The decisive asset of hemadsorption via an arteriovenous shunt is that it offers the flexibility to achieve early initiation of hemadsorption without the need for additional devices. In addition, it might be also used for the removal of different toxins, e.g., bilirubin, bile acids, free hemoglobin, myoglobin, drugs, etc. [16].

We observed adequate blood flows through both HA devices over a wide range of MAPs, which we believe are representative for clinical practice. Even at a very low MAP of 45 mmHg, the measured blood flows were above the minimum recommended flow rates and higher than what is usually achieved during CRRT. Moreover, the utilized setup is easily clinically applicable.
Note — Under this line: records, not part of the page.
//! HTTP server setup and configuration.
//!
//! # Responsibilities
//! - Create Axum Router with all handlers
//! - Wire up middleware (tracing, request ID, optional timeout)
//! - Bind server to listener and serve until shutdown

use axum::{routing::get, Router};
use object_store::ObjectStore;
use std::sync::Arc;
use tokio::net::TcpListener;
use tower_http::{
    request_id::{MakeRequestUuid, PropagateRequestIdLayer, SetRequestIdLayer},
    timeout::TimeoutLayer,
    trace::TraceLayer,
};

use crate::auth::{Authenticator, IdentityProvider};
use crate::config::RouterConfig;
use crate::content::{ContentServer, ResponsePolicy};
use crate::http::handlers::{config_handler, content_handler, head_not_allowed, not_found};
use crate::lifecycle::ShutdownSignal;
use crate::routing::PathRewriter;

/// Application state injected into handlers.
#[derive(Clone)]
pub struct AppState {
    pub config: Arc<RouterConfig>,
    pub rewriter: PathRewriter,
    pub auth: Authenticator,
    pub content: ContentServer,
}

impl AppState {
    pub fn new(
        config: RouterConfig,
        store: Arc<dyn ObjectStore>,
        provider: Arc<dyn IdentityProvider>,
    ) -> Self {
        Self {
            rewriter: PathRewriter::new(
                config.storage.firebase_path.clone(),
                config.storage.gcs_path.clone(),
            ),
            auth: Authenticator::new(provider),
            content: ContentServer::new(store, ResponsePolicy::from(&config.content)),
            config: Arc::new(config),
        }
    }
}

/// HTTP server for the content router.
pub struct HttpServer {
    router: Router,
    config: Arc<RouterConfig>,
}

impl HttpServer {
    /// Create a new HTTP server with the given configuration and clients.
    pub fn new(
        config: RouterConfig,
        store: Arc<dyn ObjectStore>,
        provider: Arc<dyn IdentityProvider>,
    ) -> Self {
        let state = AppState::new(config, store, provider);
        let config = state.config.clone();
        let router = build_router(state);
        Self { router, config }
    }

    /// The fully layered router, for in-process testing.
    pub fn router(&self) -> Router {
        self.router.clone()
    }

    pub fn config(&self) -> &RouterConfig {
        &self.config
    }

    /// Run the server until `shutdown` fires, then drain in-flight requests.
    pub async fn run(self, listener: TcpListener, shutdown: ShutdownSignal) -> Result<(), std::io::Error> {
        let addr = listener.local_addr()?;
        tracing::info!(address = %addr, "HTTP server starting");

        axum::serve(listener, self.router)
            .with_graceful_shutdown(shutdown.recv())
            .await?;

        tracing::info!("HTTP server stopped");
        Ok(())
    }
}

/// Build the Axum router with all middleware layers.
#[allow(deprecated)]
pub fn build_router(state: AppState) -> Router {
    let timeout = state.config.server.request_timeout();

    let mut router = Router::new()
        .route("/config", get(config_handler).head(head_not_allowed))
        .route("/{*route}", get(content_handler).head(head_not_allowed))
        .fallback(not_found)
        .with_state(state);

    if let Some(timeout) = timeout {
        router = router.layer(TimeoutLayer::new(timeout));
    }

    router
        .layer(PropagateRequestIdLayer::x_request_id())
        .layer(TraceLayer::new_for_http())
        .layer(SetRequestIdLayer::x_request_id(MakeRequestUuid))
}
Placement of an arteriovenous shunt was utilized for many years in extracorporeal lung assist devices (avECLA) in patients with severe acute respiratory distress [17,18,19]. A similar arteriovenous setup using smaller cannulas was chosen and could be safely and rapidly established by intensivists.

Nevertheless, we only utilized healthy animals, and future investigations are necessary in order to address the effectivity of cytokine elimination in man as well as clinical applicability of extracorporeal HA.

Furthermore, blood coagulation factors should be closely monitored during anticoagulation, as well as blood flow to the extremities, e.g., with additional pulse oximetry, especially if the experiment is conducted in sepsis and transferred to humans.

5. Conclusions

Pumpless extracorporeal hemadsorption technique is feasible and sufficient blood flow through the HA could be maintained even with low blood pressures mimicking septic shock. Future studies should evaluate if an early hemadsorption of proinflammatory cytokines with pEHAT may prevent a further organ dysfunction during septic shock with a hyperinflammatory response syndrome.